* Source data *
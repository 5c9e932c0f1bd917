//! Daemon settings – reads/writes `~/.brick/config.toml`.
//!
//! These are the settings of the `brickd` process itself.  The hardware
//! description (ports, device types, bus path) lives in its own file, named
//! by `hardware_config`, and is parsed by [`brick_hal::BrickConfig`].

use std::fs;
use std::path::{Path, PathBuf};

use brick_communicator::DEFAULT_PORT;
use brick_types::BrickError;

use crate::telemetry_server::DEFAULT_TELEMETRY_PORT;
use serde::{Deserialize, Serialize};

/// Interpreter that executes uploaded scripts.  Script text is fed on stdin.
#[derive(Debug, Clone, PartialEq, Serialize, Deserialize)]
pub struct InterpreterConfig {
    #[serde(default = "default_program")]
    pub program: String,

    #[serde(default)]
    pub args: Vec<String>,
}

impl Default for InterpreterConfig {
    fn default() -> Self {
        Self {
            program: default_program(),
            args: Vec::new(),
        }
    }
}

/// Persisted daemon configuration stored in `~/.brick/config.toml`.
#[derive(Debug, Clone, PartialEq, Serialize, Deserialize)]
pub struct Config {
    /// TCP port of the command socket.
    #[serde(default = "default_port")]
    pub communicator_port: u16,

    /// TCP port of the read-only telemetry socket.
    #[serde(default = "default_telemetry_port")]
    pub telemetry_port: u16,

    /// Directory that `file:` uploads land in and `run:` reads from.
    #[serde(default = "default_scripts_dir")]
    pub scripts_dir: PathBuf,

    /// Hardware description file; the brick starts with no devices when unset.
    #[serde(default, skip_serializing_if = "Option::is_none")]
    pub hardware_config: Option<PathBuf>,

    #[serde(default)]
    pub interpreter: InterpreterConfig,
}

fn default_port() -> u16 {
    DEFAULT_PORT
}
fn default_telemetry_port() -> u16 {
    DEFAULT_TELEMETRY_PORT
}
fn default_program() -> String {
    "node".to_string()
}
fn default_scripts_dir() -> PathBuf {
    brick_home(&home_dir()).join("scripts")
}

impl Default for Config {
    fn default() -> Self {
        Self {
            communicator_port: default_port(),
            telemetry_port: default_telemetry_port(),
            scripts_dir: default_scripts_dir(),
            hardware_config: None,
            interpreter: InterpreterConfig::default(),
        }
    }
}

fn home_dir() -> String {
    std::env::var("HOME")
        .or_else(|_| std::env::var("USERPROFILE"))
        .unwrap_or_else(|_| ".".to_string())
}

fn brick_home(home: &str) -> PathBuf {
    PathBuf::from(home).join(".brick")
}

/// Return the path to `~/.brick/config.toml`.
pub fn config_path() -> PathBuf {
    config_path_for_home(&home_dir())
}

/// Build the config path relative to the given home directory.
pub(crate) fn config_path_for_home(home: &str) -> PathBuf {
    brick_home(home).join("config.toml")
}

/// Load the config from a specific path.  Returns `None` if the file does
/// not exist.
///
/// # Errors
///
/// [`BrickError::Io`] if the file cannot be read, [`BrickError::Configuration`]
/// if it is not valid TOML for [`Config`].
pub fn load_from(path: &Path) -> Result<Option<Config>, BrickError> {
    if !path.exists() {
        return Ok(None);
    }
    let raw = fs::read_to_string(path).map_err(|e| BrickError::io(path.display(), e))?;
    let mut cfg: Config =
        toml::from_str(&raw).map_err(|e| BrickError::config("brickd", e.to_string()))?;
    apply_env_overrides(&mut cfg);
    Ok(Some(cfg))
}

/// Apply `BRICK_*` environment variable overrides to `cfg`.
///
/// | Variable | Config field |
/// |---|---|
/// | `BRICK_PORT` | `communicator_port` |
/// | `BRICK_TELEMETRY_PORT` | `telemetry_port` |
/// | `BRICK_SCRIPTS_DIR` | `scripts_dir` |
/// | `BRICK_HARDWARE_CONFIG` | `hardware_config` |
/// | `BRICK_INTERPRETER` | `interpreter.program` |
pub fn apply_env_overrides(cfg: &mut Config) {
    apply_overrides(cfg, |key| std::env::var(key).ok());
}

/// Same as [`apply_env_overrides`] with an injectable lookup, so tests need
/// not mutate the process environment.
fn apply_overrides(cfg: &mut Config, lookup: impl Fn(&str) -> Option<String>) {
    if let Some(v) = lookup("BRICK_PORT")
        && let Ok(port) = v.parse::<u16>()
    {
        cfg.communicator_port = port;
    }
    if let Some(v) = lookup("BRICK_TELEMETRY_PORT")
        && let Ok(port) = v.parse::<u16>()
    {
        cfg.telemetry_port = port;
    }
    if let Some(v) = lookup("BRICK_SCRIPTS_DIR") {
        cfg.scripts_dir = PathBuf::from(v);
    }
    if let Some(v) = lookup("BRICK_HARDWARE_CONFIG") {
        cfg.hardware_config = Some(PathBuf::from(v));
    }
    if let Some(v) = lookup("BRICK_INTERPRETER")
        && !v.trim().is_empty()
    {
        cfg.interpreter.program = v;
    }
}

/// Save the config, creating the parent directory if necessary.
///
/// # Errors
///
/// [`BrickError::Io`] on any filesystem failure.
pub fn save_to(cfg: &Config, path: &Path) -> Result<(), BrickError> {
    if let Some(parent) = path.parent() {
        fs::create_dir_all(parent).map_err(|e| BrickError::io(parent.display(), e))?;
    }
    let raw = toml::to_string_pretty(cfg)
        .map_err(|e| BrickError::config("brickd", e.to_string()))?;
    fs::write(path, raw).map_err(|e| BrickError::io(path.display(), e))
}

#[cfg(test)]
mod tests {
    use super::*;
    use std::collections::HashMap;

    #[test]
    fn config_path_is_under_dot_brick() {
        let path = config_path_for_home("/home/robot");
        assert_eq!(path, PathBuf::from("/home/robot/.brick/config.toml"));
    }

    #[test]
    fn missing_file_is_none() {
        let dir = tempfile::tempdir().expect("tmp dir");
        let path = config_path_for_home(&dir.path().to_string_lossy());
        assert!(load_from(&path).expect("load ok").is_none());
    }

    #[test]
    fn saved_config_loads_back() {
        let dir = tempfile::tempdir().expect("tmp dir");
        let path = config_path_for_home(&dir.path().to_string_lossy());

        let cfg = Config {
            communicator_port: 9999,
            telemetry_port: 9901,
            scripts_dir: dir.path().join("scripts"),
            hardware_config: Some(dir.path().join("brick.toml")),
            interpreter: InterpreterConfig {
                program: "qjs".to_string(),
                args: vec!["--std".to_string()],
            },
        };
        save_to(&cfg, &path).expect("save");

        let loaded = load_from(&path).expect("load ok").expect("some");
        assert_eq!(loaded.communicator_port, 9999);
        assert_eq!(loaded.telemetry_port, 9901);
        assert_eq!(loaded.interpreter.args, vec!["--std".to_string()]);
        assert_eq!(loaded.hardware_config, cfg.hardware_config);
    }

    #[test]
    fn partial_file_takes_defaults() {
        let cfg: Config = toml::from_str("scripts_dir = \"/srv/scripts\"").expect("parse");
        assert_eq!(cfg.communicator_port, DEFAULT_PORT);
        assert_eq!(cfg.telemetry_port, DEFAULT_TELEMETRY_PORT);
        assert_eq!(cfg.scripts_dir, PathBuf::from("/srv/scripts"));
        assert_eq!(cfg.interpreter, InterpreterConfig::default());
        assert!(cfg.hardware_config.is_none());
    }

    #[test]
    fn invalid_toml_is_configuration_error() {
        let dir = tempfile::tempdir().expect("tmp dir");
        let path = dir.path().join("config.toml");
        fs::write(&path, "communicator_port = \"high\"").expect("write");
        assert!(matches!(
            load_from(&path),
            Err(BrickError::Configuration { .. })
        ));
    }

    #[test]
    fn overrides_replace_fields() {
        let env: HashMap<&str, &str> = HashMap::from([
            ("BRICK_PORT", "7000"),
            ("BRICK_TELEMETRY_PORT", "7001"),
            ("BRICK_SCRIPTS_DIR", "/tmp/scripts"),
            ("BRICK_HARDWARE_CONFIG", "/etc/brick.toml"),
            ("BRICK_INTERPRETER", "qjs"),
        ]);
        let mut cfg = Config::default();
        apply_overrides(&mut cfg, |key| env.get(key).map(|v| v.to_string()));

        assert_eq!(cfg.communicator_port, 7000);
        assert_eq!(cfg.telemetry_port, 7001);
        assert_eq!(cfg.scripts_dir, PathBuf::from("/tmp/scripts"));
        assert_eq!(cfg.hardware_config, Some(PathBuf::from("/etc/brick.toml")));
        assert_eq!(cfg.interpreter.program, "qjs");
    }

    #[test]
    fn unparsable_port_override_is_ignored() {
        let mut cfg = Config::default();
        apply_overrides(&mut cfg, |key| (key == "BRICK_PORT").then(|| "lots".to_string()));
        assert_eq!(cfg.communicator_port, DEFAULT_PORT);
    }
}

* What to produce *
Copy out every line from the records that has the word "struct".

* Exercise output *
pub struct InterpreterConfig {
pub struct Config {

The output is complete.